Actually, that example is a nice use of semantic styles. You can create “WT Protein”, “M Protein”, “WT Gene” and “M Gene” character styles. Each style uses normal case/small caps/italic to visualise each type in the editor (use a font that has real smallcaps, assign using the typography panel, looks better in the editor). In the Compiler, you convert using:

WT Protein prefix: “[” | suffix: “]{.smallcaps}”
M Protein prefix: “” | suffix" “”
WT Gene prefix: “[" | suffix: "]{.smallcaps}
M Gene prefix: “" | suffix: "

This means you can use meaningful semantic styles that visually follow the conventions and work in both the Editor and the Compiler, with a flexibility to change this mapping in the future (though I doubt such meaning>form conventions will change in this case!)

Thank you, nontropppo, for the suggestion. I was more referring to the fact that though I share the guiding principle of separating content from form, sometimes content conveys ambiguous meaning and that ambiguity is resolved through the form by which that content is expressed. But I do appreciate you relating this tangential observation of mine, to Scrivener styles — after all, that’s what members of this Forum come here for: not to learn about my questionable opinions, so thank you for keeping me in check.

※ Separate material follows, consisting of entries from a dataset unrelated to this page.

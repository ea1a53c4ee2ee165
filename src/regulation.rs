//! Closed-loop injection current regulation.
//!
//! Nudges the PWM level by `pwm_increment` until the injection current is strictly inside
//! the target band. The loop never fails: every way out is a [`RegulationStop`] and the
//! caller decides whether the readings are usable.

use crate::device::Device;
use crate::session::RunSession;
use crate::tunables::DeviceTunables;

/// Why regulation ended.
#[derive(Debug, Clone, Copy, PartialEq, Eq)]
pub enum RegulationStop {
    /// Current strictly inside the band
    InBand,
    /// Injection voltage went above `injection_volt_limit`
    VoltageLimited,
    /// Adjustment count went past `injection_max_try` without reaching the band
    TryLimited,
    /// Abort flag observed; no further commands were sent
    Aborted,
    /// A device round-trip failed
    Fault,
}

/// Readings at the end of regulation.
#[derive(Debug, Clone, Copy, PartialEq)]
pub struct RegulationOutcome {
    /// Last injection current (mA)
    pub current: f64,
    /// Sense voltage read once after regulation (mV); `None` if aborted or faulted
    pub meter_voltage: Option<f64>,
    /// Last injection voltage (V); the discharge target carried to the next cell
    pub injection_voltage: f64,
    /// PWM level regulation stopped at
    pub pwm: u32,
    /// PWM adjustments made
    pub iterations: u32,
    pub stop: RegulationStop,
}

impl RegulationOutcome {
    /// Regulation produced readings the sequencer can validate.
    pub fn has_readings(&self) -> bool {
        !matches!(self.stop, RegulationStop::Aborted | RegulationStop::Fault)
    }
}

/// Drive the injection current into the tunables' band, starting from `start_pwm`.
///
/// The abort flag is checked before the first command and at the top of every iteration.
/// The loop gives up once the adjustment count exceeds `injection_max_try`, so at most
/// `injection_max_try + 1` adjustments are made.
pub async fn regulate(
    device: &dyn Device,
    tunables: &DeviceTunables,
    start_pwm: u32,
    session: &RunSession,
) -> RegulationOutcome {
    let band = tunables.current_band();
    let mut outcome = RegulationOutcome {
        current: f64::NAN,
        meter_voltage: None,
        injection_voltage: f64::NAN,
        pwm: start_pwm,
        iterations: 0,
        stop: RegulationStop::Fault,
    };

    if session.abort_requested() {
        outcome.stop = RegulationStop::Aborted;
        return outcome;
    }

    match read_pair(device).await {
        Some((current, volt)) => {
            outcome.current = current;
            outcome.injection_voltage = volt;
        }
        None => return outcome,
    }

    loop {
        if session.abort_requested() {
            outcome.stop = RegulationStop::Aborted;
            return outcome;
        }
        if band.contains(outcome.current) {
            outcome.stop = RegulationStop::InBand;
            break;
        }
        if outcome.iterations > tunables.injection_max_try {
            let line = format!(
                "max try number reached ({} adjustments, {:.4}mA)",
                outcome.iterations, outcome.current
            );
            tracing::warn!(iterations = outcome.iterations, current = outcome.current, "Regulation try-limited");
            session.append_log(line);
            outcome.stop = RegulationStop::TryLimited;
            break;
        }

        let step = if outcome.current < band.low {
            device.increment_injection(tunables.pwm_increment).await
        } else {
            device.decrement_injection(tunables.pwm_increment).await
        };
        match step {
            Ok(pwm) => outcome.pwm = pwm,
            Err(e) => {
                tracing::warn!(error = %e, "PWM adjustment failed");
                return outcome;
            }
        }

        match read_pair(device).await {
            Some((current, volt)) => {
                outcome.current = current;
                outcome.injection_voltage = volt;
            }
            None => return outcome,
        }
        outcome.iterations += 1;

        tracing::debug!(
            current_ma = outcome.current,
            injection_v = outcome.injection_voltage,
            pwm = outcome.pwm,
            band_low = band.low,
            band_high = band.high,
            "injection"
        );
        session.append_log(format!(
            "injection: {:.4}mA at {:.3}V (curr_limit: {:.3},{:.3})",
            outcome.current, outcome.injection_voltage, band.low, band.high
        ));

        if outcome.injection_voltage > tunables.injection_volt_limit {
            tracing::warn!(
                injection_v = outcome.injection_voltage,
                limit = tunables.injection_volt_limit,
                "Regulation voltage-limited"
            );
            session.append_log(format!(
                "injection voltage limit reached ({:.3}V > {:.3}V)",
                outcome.injection_voltage, tunables.injection_volt_limit
            ));
            outcome.stop = RegulationStop::VoltageLimited;
            break;
        }
    }

    match device.measure_voltage().await {
        Ok(v) => outcome.meter_voltage = Some(v),
        Err(e) => {
            tracing::warn!(error = %e, "Meter voltage read failed");
            outcome.stop = RegulationStop::Fault;
        }
    }
    outcome
}

async fn read_pair(device: &dyn Device) -> Option<(f64, f64)> {
    let current = match device.measure_current().await {
        Ok(i) => i,
        Err(e) => {
            tracing::warn!(error = %e, "Current read failed");
            return None;
        }
    };
    match device.measure_injection_voltage().await {
        Ok(v) => Some((current, v)),
        Err(e) => {
            tracing::warn!(error = %e, "Injection voltage read failed");
            None
        }
    }
}
//! Operator-adjustable acquisition parameters.
//!
//! A single [`DeviceTunables`] record lives in each [`RunSession`](crate::session::RunSession).
//! It can be replaced between runs (from the configuration file, from the
//! `device_configuration` block of a plan file, or from the shell) but never while a run is
//! active.

use crate::error::ConfigurationError;
use serde::{Deserialize, Serialize};
use std::time::Duration;

/// How the discharge target for the next cell is chosen.
#[derive(Debug, Clone, Copy, PartialEq, Eq, Serialize, Deserialize, Default)]
#[serde(rename_all = "snake_case")]
pub enum DischargeMode {
    /// Discharge only down to the injection voltage where the previous cell's regulation
    /// settled, and restart injection from that cell's PWM level.
    #[default]
    CarryForward,
    /// Always discharge to `injection_volt_low` and restart from `injection_low_pwm`.
    Fixed,
}

/// Acquisition tunables.
///
/// Units follow the board firmware: currents in mA, sense voltages in mV, injection
/// voltages in V.
#[derive(Debug, Clone, PartialEq, Serialize, Deserialize)]
#[serde(default)]
pub struct DeviceTunables {
    /// Lower edge of the target injection current band (mA)
    pub current_band_low: f64,
    /// Upper edge of the target injection current band (mA)
    pub current_band_high: f64,
    /// PWM level injection starts from
    pub injection_low_pwm: u32,
    /// PWM step applied per regulation iteration
    pub pwm_increment: u32,
    /// Regulation stops once the injection voltage exceeds this (V)
    pub injection_volt_limit: f64,
    /// Discharge target between cells and at the end of a run (V)
    pub injection_volt_low: f64,
    /// Maximum regulation iterations per cell
    pub injection_max_try: u32,
    /// Sense voltage at or above which contact is considered bad (mV)
    pub voltage_limit: f64,
    /// Bad-contact retries per cell before it is recorded as undefined
    pub max_measurement_try: u32,
    /// Prefix for result file names
    pub filename_prefix: String,
    /// Discharge target policy
    pub discharge_mode: DischargeMode,
    /// Settle wait after discharging (ms)
    pub settle_interval_ms: u64,
}

impl Default for DeviceTunables {
    fn default() -> Self {
        Self {
            current_band_low: 0.025,
            current_band_high: 50.0,
            injection_low_pwm: 20,
            pwm_increment: 5,
            injection_volt_limit: 200.0,
            injection_volt_low: 15.0,
            injection_max_try: 50,
            voltage_limit: 4966.0,
            max_measurement_try: 10,
            filename_prefix: "data-".to_string(),
            discharge_mode: DischargeMode::CarryForward,
            settle_interval_ms: 500,
        }
    }
}

impl DeviceTunables {
    /// The target current band `(low, high)` in mA.
    pub fn current_band(&self) -> CurrentBand {
        CurrentBand {
            low: self.current_band_low,
            high: self.current_band_high,
        }
    }

    /// Settle wait as a `Duration`.
    pub fn settle_interval(&self) -> Duration {
        Duration::from_millis(self.settle_interval_ms)
    }

    /// Check the record is usable for a run.
    pub fn validate(&self) -> Result<(), ConfigurationError> {
        let ordered = self.current_band_low < self.current_band_high;
        if !ordered {
            return Err(ConfigurationError::InvalidSetting(format!(
                "current band low ({}) must be below high ({})",
                self.current_band_low, self.current_band_high
            )));
        }
        if self.current_band_low < 0.0 {
            return Err(ConfigurationError::InvalidSetting(
                "current band must be non-negative".to_string(),
            ));
        }
        if self.pwm_increment == 0 {
            return Err(ConfigurationError::InvalidSetting(
                "pwm_increment must be at least 1".to_string(),
            ));
        }
        let positive = self.voltage_limit > 0.0 && self.injection_volt_limit > 0.0;
        if !positive {
            return Err(ConfigurationError::InvalidSetting(
                "voltage limits must be positive".to_string(),
            ));
        }
        if self.injection_volt_low < 0.0 {
            return Err(ConfigurationError::InvalidSetting(
                "discharge voltage must be non-negative".to_string(),
            ));
        }
        Ok(())
    }

    /// Apply the overrides carried by a plan file.
    pub fn apply(&mut self, overrides: &TunableOverrides) {
        macro_rules! take {
            ($($field:ident),+) => {
                $(if let Some(value) = overrides.$field.clone() {
                    self.$field = value;
                })+
            };
        }
        take!(
            current_band_low,
            current_band_high,
            injection_low_pwm,
            pwm_increment,
            injection_volt_limit,
            injection_volt_low,
            injection_max_try,
            voltage_limit,
            max_measurement_try,
            filename_prefix,
            discharge_mode,
            settle_interval_ms
        );
    }
}

/// Partial tunables, as found in the `device_configuration` block of a plan file.
#[derive(Debug, Clone, Default, PartialEq, Serialize, Deserialize)]
pub struct TunableOverrides {
    #[serde(default, skip_serializing_if = "Option::is_none")]
    pub current_band_low: Option<f64>,
    #[serde(default, skip_serializing_if = "Option::is_none")]
    pub current_band_high: Option<f64>,
    #[serde(default, skip_serializing_if = "Option::is_none")]
    pub injection_low_pwm: Option<u32>,
    #[serde(default, skip_serializing_if = "Option::is_none")]
    pub pwm_increment: Option<u32>,
    #[serde(default, skip_serializing_if = "Option::is_none")]
    pub injection_volt_limit: Option<f64>,
    #[serde(default, skip_serializing_if = "Option::is_none")]
    pub injection_volt_low: Option<f64>,
    #[serde(default, skip_serializing_if = "Option::is_none")]
    pub injection_max_try: Option<u32>,
    #[serde(default, skip_serializing_if = "Option::is_none")]
    pub voltage_limit: Option<f64>,
    #[serde(default, skip_serializing_if = "Option::is_none")]
    pub max_measurement_try: Option<u32>,
    #[serde(default, skip_serializing_if = "Option::is_none")]
    pub filename_prefix: Option<String>,
    #[serde(default, skip_serializing_if = "Option::is_none")]
    pub discharge_mode: Option<DischargeMode>,
    #[serde(default, skip_serializing_if = "Option::is_none")]
    pub settle_interval_ms: Option<u64>,
}

/// Target injection current band in mA.
#[derive(Debug, Clone, Copy, PartialEq)]
pub struct CurrentBand {
    pub low: f64,
    pub high: f64,
}

impl CurrentBand {
    /// Strictly inside the band. The edges count as out of band, like the firmware menu.
    pub fn contains(&self, current: f64) -> bool {
        current > self.low && current < self.high
    }
}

On a related note, I had some questions on the Workflow.scriv project you kindly shared with me through a different post. I was wondering whether it would be better to ask them here, there or in a new post. Of course, please feel free to ignore any of my questions: you have already been exceedingly generous with your time and have already helped me a lot! Thank you for your consideration.

Best regards,
Enrico

You can create a new post if you think it is a separate topic, or use the other thread otherwise 8)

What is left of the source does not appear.